源氏車

家紋「源氏車」の高精細画像。

源氏車紋は車紋の一種で、平安時代の貴族の一般的な乗り物である牛車の車輪を正面から写実的に図案化した文様です。

その呼称の由来は、平安時代中期に紫式部の著したとされる長編小説・源氏物語のかつての装丁に、牛車の車輪の文様が用いられていた事から、牛車の俗称を源氏車と呼ぶようになったという事です。

また、牛車は応仁の乱以降、朝廷で行われる様々な儀式の中でも最も重要な区分に分類される、大儀を行う際などにしか用いられなくなった事から、御所車とも呼ばれました。

先述の通り、源氏物語の装丁にも用いられる程お馴染みの文様で、車紋は当時の衣装や調度品にも、利用されていたようです。

家紋としての車紋は、平将門を追討した事でよく知られる、藤原秀郷を祖とする、佐藤氏が主に用いた家紋として有名です。

佐藤氏は、東日本に非常に多い姓として有名で、佐藤の「藤」の字が示す通り、元を辿れば、藤原氏に行き着くのですが、他の藤原氏族の傍流に多い、藤紋の使用頻度が極めて低い事も特徴的です。

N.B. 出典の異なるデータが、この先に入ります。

//! Maintenance operations built on the executors: list, repair, compact
//! and test.

use chrono::{DateTime, Utc};
use serde::Serialize;
use std::path::PathBuf;
use tracing::info;

use crate::chain::{BackupEntry, Chain};
use crate::executor::diff::{BackupJob, BackupResult, DiffEngine};
use crate::executor::volumes::{fetch_manifest, fetch_volume};
use crate::executor::{
    next_backup_timestamp, report_chain_issues, EngineContext, RestoreEngine, RestoreRequest, RetentionPolicy,
};
use crate::fs::filter::PathFilter;
use crate::report::{WarningKind, WarningLog};
use crate::sync::SignatureSet;
use crate::transfer::progress::format_bytes;
use crate::utils::errors::{EngineError, Result};
use crate::utils::units::parse_point_in_time;

/// Retention as requested by a caller, before "now" is known.
#[derive(Debug, Clone, PartialEq, Eq)]
pub enum RetentionRule {
    KeepLastFull(usize),
    /// Duration, date or timestamp accepted by [`parse_point_in_time`]
    OlderThan(String),
}

impl RetentionRule {
    pub fn resolve(&self, now: DateTime<Utc>) -> Result<RetentionPolicy> {
        match self {
            RetentionRule::KeepLastFull(n) => Ok(RetentionPolicy::KeepLastFull(*n)),
            RetentionRule::OlderThan(spec) => Ok(RetentionPolicy::OlderThan(parse_point_in_time(spec, now)?)),
        }
    }
}

#[derive(Debug, Clone, PartialEq, Eq, Serialize)]
pub struct EntrySummary {
    pub name: String,
    pub timestamp: DateTime<Utc>,
    pub is_full: bool,
    pub volumes: usize,
    pub bytes: u64,
}

impl From<&BackupEntry> for EntrySummary {
    fn from(entry: &BackupEntry) -> Self {
        Self {
            name: entry.filename.clone(),
            timestamp: entry.timestamp,
            is_full: entry.is_full,
            volumes: entry.content_volumes.len() + entry.signature_volumes.len(),
            bytes: entry.total_size(),
        }
    }
}

#[derive(Debug, Clone, PartialEq, Eq, Serialize)]
pub struct ChainSummary {
    pub full: EntrySummary,
    pub incrementals: Vec<EntrySummary>,
}

#[derive(Debug, Clone, Serialize)]
pub struct ListReport {
    pub chains: Vec<ChainSummary>,
    pub orphans: Vec<EntrySummary>,
    pub broken: Vec<String>,
    pub dangling: Vec<String>,
    pub total_bytes: u64,
    pub warnings: WarningLog,
}

#[derive(Debug, Clone, Serialize)]
pub struct RepairReport {
    pub dry_run: bool,
    /// Untrusted objects: dangling volumes and volumes their manifest does not name
    pub candidates: Vec<String>,
    pub deleted: Vec<String>,
    pub freed_bytes: u64,
    pub warnings: WarningLog,
}

#[derive(Debug, Clone, Serialize)]
pub struct CompactReport {
    /// Full backup the compacted state was read from
    pub source_full: String,
    pub source_point: DateTime<Utc>,
    /// Absent when a stop request interrupted the restore stage
    pub backup: Option<BackupResult>,
    pub warnings: WarningLog,
}

#[derive(Debug, Clone, Serialize)]
pub struct TestReport {
    pub entries_checked: usize,
    pub volumes_checked: usize,
    pub failed_volumes: Vec<String>,
    pub warnings: WarningLog,
}

/// Summarize the chain without downloading anything.
pub async fn list(ctx: &EngineContext) -> Result<ListReport> {
    let chain = ctx.load_chain().await?;
    let mut warnings = WarningLog::new();
    report_chain_issues(&chain, &mut warnings);
    Ok(summarize(&chain, warnings))
}

pub fn summarize(chain: &Chain, warnings: WarningLog) -> ListReport {
    let chains = chain
        .fulls()
        .map(|full| ChainSummary {
            full: full.into(),
            incrementals: chain.incrementals_of(full).map(EntrySummary::from).collect(),
        })
        .collect();

    ListReport {
        chains,
        orphans: chain.orphans.iter().map(|&id| chain.entry(id).into()).collect(),
        broken: chain.broken.iter().map(|&id| chain.entry(id).filename.clone()).collect(),
        dangling: chain.dangling.iter().map(|v| v.name.clone()).collect(),
        total_bytes: chain.entries.iter().map(|e| e.total_size()).sum::<u64>()
            + chain.dangling.iter().map(|v| v.size).sum::<u64>(),
        warnings,
    }
}

/// Remove volumes no manifest vouches for and abandoned partial writes.
/// Dry run unless `force`.
pub async fn repair(ctx: &EngineContext, force: bool) -> Result<RepairReport> {
    let chain = ctx.load_chain().await?;
    let mut warnings = WarningLog::new();
    let mut candidates: Vec<(String, u64)> = chain.dangling.iter().map(|v| (v.name.clone(), v.size)).collect();
    for leftover in ctx.destination.list_incomplete().await? {
        candidates.push((leftover.name, leftover.size));
    }

    for entry in &chain.entries {
        let manifest = match fetch_manifest(ctx, entry).await {
            Ok(m) => m,
            Err(EngineError::Aborted) => return Err(EngineError::Aborted),
            Err(e) => {
                warnings.about(WarningKind::Integrity, entry.filename.clone(), format!("manifest unreadable: {e}"));
                continue;
            }
        };
        for volume in entry.content_volumes.iter().chain(entry.signature_volumes.iter()) {
            if !manifest.references(volume) {
                candidates.push((volume.name.clone(), volume.size));
            }
        }
    }

    let mut report = RepairReport {
        dry_run: !force,
        candidates: candidates.iter().map(|(name, _)| name.clone()).collect(),
        deleted: Vec::new(),
        freed_bytes: 0,
        warnings: WarningLog::new(),
    };

    if force {
        for (name, size) in candidates {
            ctx.control.ensure_not_aborted()?;
            match ctx.destination.delete(&name).await {
                Ok(()) => {
                    report.freed_bytes += size;
                    report.deleted.push(name);
                }
                Err(e) => warnings.about(WarningKind::Destination, name, e.to_string()),
            }
        }
        info!(
            "Repair removed {} untrusted object(s), {}",
            report.deleted.len(),
            format_bytes(report.freed_bytes)
        );
    } else {
        for name in &report.candidates {
            info!("Would remove untrusted object {}", name);
        }
    }

    report.warnings = warnings;
    Ok(report)
}

/// Restore the newest state into scratch space and store it as a new full.
pub async fn compact(ctx: &EngineContext) -> Result<CompactReport> {
    let mut warnings = WarningLog::new();
    let chain = ctx.load_chain().await?;
    report_chain_issues(&chain, &mut warnings);

    let staging = ctx.scratch_dir()?;
    let tree: PathBuf = staging.path().join("tree");
    tokio::fs::create_dir_all(&tree).await?;

    let restored = RestoreEngine::new(ctx)
        .restore_from_chain(&chain, &RestoreRequest::latest(&tree).overwrite(true))
        .await?;
    warnings.extend(restored.warnings);
    if !restored.complete {
        info!("Stop requested, {} left uncompacted", restored.full);
        return Ok(CompactReport {
            source_full: restored.full,
            source_point: restored.restored_point,
            backup: None,
            warnings,
        });
    }

    let job = BackupJob {
        sources: vec![tree],
        filter: PathFilter::all(),
        full: true,
        volume_size: ctx.options.volume_size,
        total_size: None,
        allow_missing_source: false,
        block_size: ctx.options.block_size,
        timestamp: next_backup_timestamp(&chain, Utc::now()),
    };
    let mut backup = DiffEngine::new(ctx).run(&job, &SignatureSet::new(), warnings).await?;
    let warnings = std::mem::take(&mut backup.warnings);
    info!(
        "Compacted {} (state at {}) into {}",
        restored.full, restored.restored_point, backup.manifest
    );

    Ok(CompactReport {
        source_full: restored.full,
        source_point: restored.restored_point,
        backup: Some(backup),
        warnings,
    })
}

/// Download and verify every volume of the newest `samples` backup points.
pub async fn verify_samples(ctx: &EngineContext, samples: usize) -> Result<TestReport> {
    let chain = ctx.load_chain().await?;
    let mut warnings = WarningLog::new();
    report_chain_issues(&chain, &mut warnings);

    let mut report = TestReport {
        entries_checked: 0,
        volumes_checked: 0,
        failed_volumes: Vec::new(),
        warnings: WarningLog::new(),
    };

    for entry in chain.entries.iter().rev().take(samples) {
        report.entries_checked += 1;
        let manifest = match fetch_manifest(ctx, entry).await {
            Ok(m) => m,
            Err(EngineError::Aborted) => return Err(EngineError::Aborted),
            Err(e) => {
                report.failed_volumes.push(entry.filename.clone());
                warnings.about(WarningKind::Integrity, entry.filename.clone(), e.to_string());
                continue;
            }
        };

        for volume in entry.content_volumes.iter().chain(entry.signature_volumes.iter()) {
            if !manifest.references(volume) {
                continue;
            }
            report.volumes_checked += 1;
            match fetch_volume(ctx, &manifest, &entry.filename, volume).await {
                Ok(unpacked) if unpacked.failures.is_empty() => {}
                Ok(unpacked) => {
                    report.failed_volumes.push(volume.name.clone());
                    warnings.about(
                        WarningKind::Integrity,
                        volume.name.clone(),
                        format!("{} unreadable entries", unpacked.failures.len()),
                    );
                }
                Err(EngineError::Aborted) => return Err(EngineError::Aborted),
                Err(e) => {
                    report.failed_volumes.push(volume.name.clone());
                    warnings.about(WarningKind::Integrity, volume.name.clone(), e.to_string());
                }
            }
        }
    }

    info!(
        "Tested {} backup(s), {} volume(s), {} failure(s)",
        report.entries_checked,
        report.volumes_checked,
        report.failed_volumes.len()
    );
    report.warnings = warnings;
    Ok(report)
}

#[cfg(test)]
mod tests {
    use super::*;
    use crate::chain::filename::VolumeKind;
    use crate::chain::tests::t;
    use crate::destination::MemoryDestination;
    use crate::executor::tests::context;
    use crate::executor::BackupExecutor;
    use crate::executor::RetentionEngine;
    use std::fs;
    use tempfile::TempDir;

    async fn two_backups(ctx: &EngineContext) -> TempDir {
        let src = TempDir::new().unwrap();
        fs::write(src.path().join("a.txt"), b"one").unwrap();
        BackupExecutor::new(ctx.clone()).execute(&[src.path().into()]).await.unwrap();
        fs::write(src.path().join("b.txt"), b"two").unwrap();
        BackupExecutor::new(ctx.clone()).execute(&[src.path().into()]).await.unwrap();
        src
    }

    #[test]
    fn test_retention_rule_resolves_against_now() {
        let now = t(86_400 * 10);
        assert_eq!(
            RetentionRule::OlderThan("2d".into()).resolve(now).unwrap(),
            RetentionPolicy::OlderThan(t(86_400 * 8))
        );
        assert_eq!(
            RetentionRule::KeepLastFull(2).resolve(now).unwrap(),
            RetentionPolicy::KeepLastFull(2)
        );
        assert!(RetentionRule::OlderThan("soon".into()).resolve(now).is_err());
    }

    #[tokio::test]
    async fn test_list_groups_incrementals_under_full() {
        let dest = MemoryDestination::new();
        let ctx = context(&dest, 1 << 20);
        let _src = two_backups(&ctx).await;

        let report = list(&ctx).await.unwrap();
        assert_eq!(report.chains.len(), 1);
        assert_eq!(report.chains[0].incrementals.len(), 1);
        assert!(report.chains[0].full.is_full);
        assert!(report.dangling.is_empty());
        assert!(report.total_bytes > 0);
    }

    #[tokio::test]
    async fn test_repair_removes_untrusted_volumes() {
        let dest = MemoryDestination::new();
        let ctx = context(&dest, 1 << 20);
        let _src = two_backups(&ctx).await;

        // Leftovers of an interrupted run: a volume without manifest and an
        // extra volume the manifest never recorded
        let dangling = ctx.names.encode(VolumeKind::Content, true, t(0), Some(1), "tzst", None);
        dest.overwrite(&dangling, vec![1u8; 8]);
        let full = ctx.load_chain().await.unwrap().latest_full().unwrap().clone();
        let extra = ctx.names.encode(VolumeKind::Content, true, full.timestamp, Some(9), "tzst", None);
        dest.overwrite(&extra, vec![2u8; 8]);

        let dry = repair(&ctx, false).await.unwrap();
        assert!(dry.dry_run);
        assert_eq!(dry.candidates.len(), 2);
        assert!(dest.contains(&dangling));

        let forced = repair(&ctx, true).await.unwrap();
        assert_eq!(forced.deleted.len(), 2);
        assert!(!dest.contains(&dangling));
        assert!(!dest.contains(&extra));
        assert!(repair(&ctx, true).await.unwrap().candidates.is_empty());
    }

    #[tokio::test]
    async fn test_compact_lets_retention_drop_old_chain() {
        let dest = MemoryDestination::new();
        let ctx = context(&dest, 1 << 20);
        let _src = two_backups(&ctx).await;

        let report = compact(&ctx).await.unwrap();
        let backup = report.backup.unwrap();
        assert!(backup.is_full);
        assert_eq!(backup.added_files, 2);

        let retention = RetentionEngine::new(&ctx)
            .run(RetentionPolicy::KeepLastFull(1), true)
            .await
            .unwrap();
        assert_eq!(retention.deleted_entries.len(), 2);

        let target = TempDir::new().unwrap();
        RestoreEngine::new(&ctx)
            .run(&RestoreRequest::latest(target.path()))
            .await
            .unwrap();
        assert_eq!(fs::read(target.path().join("a.txt")).unwrap(), b"one");
        assert_eq!(fs::read(target.path().join("b.txt")).unwrap(), b"two");
    }

    #[tokio::test]
    async fn test_verify_samples_detects_corruption() {
        let dest = MemoryDestination::new();
        let ctx = context(&dest, 1 << 20);
        let _src = two_backups(&ctx).await;

        let clean = verify_samples(&ctx, 2).await.unwrap();
        assert_eq!(clean.entries_checked, 2);
        assert_eq!(clean.volumes_checked, 4);
        assert!(clean.failed_volumes.is_empty());

        let victim = dest.names().into_iter().find(|n| n.contains("-inc-content.")).unwrap();
        dest.corrupt(&victim);
        let report = verify_samples(&ctx, 1).await.unwrap();
        assert_eq!(report.entries_checked, 1);
        assert_eq!(report.failed_volumes, vec![victim]);
    }
}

佐藤氏族に車紋が根付いた背景には、伊勢国一志郡榊原郷に根付いた事から、榊原氏を名乗った佐藤氏族があった事が由来となります。

この榊原氏は伊勢神宮の外宮などで神事に携わる家柄で、外宮に奉献品を運搬する役目に使用した牛車が豪奢な車で有名だった事から、それにあやかって、佐藤氏や榊原氏の家紋は源氏車紋が用いられるようになったそうです。

なお、徳川家康公の重臣で徳川四天王の一人に数えられる、榊原康政という三河国の武将が居ますが、この三河の榊原氏も伊勢の榊原氏の流れを汲み、やはりその家紋も、車紋を使用していたそうです。(榊原氏は後に清和源氏を名乗りますが。)

源氏車紋は、現在においてもあまり普及している家紋とはいえませんが、ほぼ、全国各地の佐藤さん及びその流れを汲む家柄で、根強い勢力を誇っている家紋です。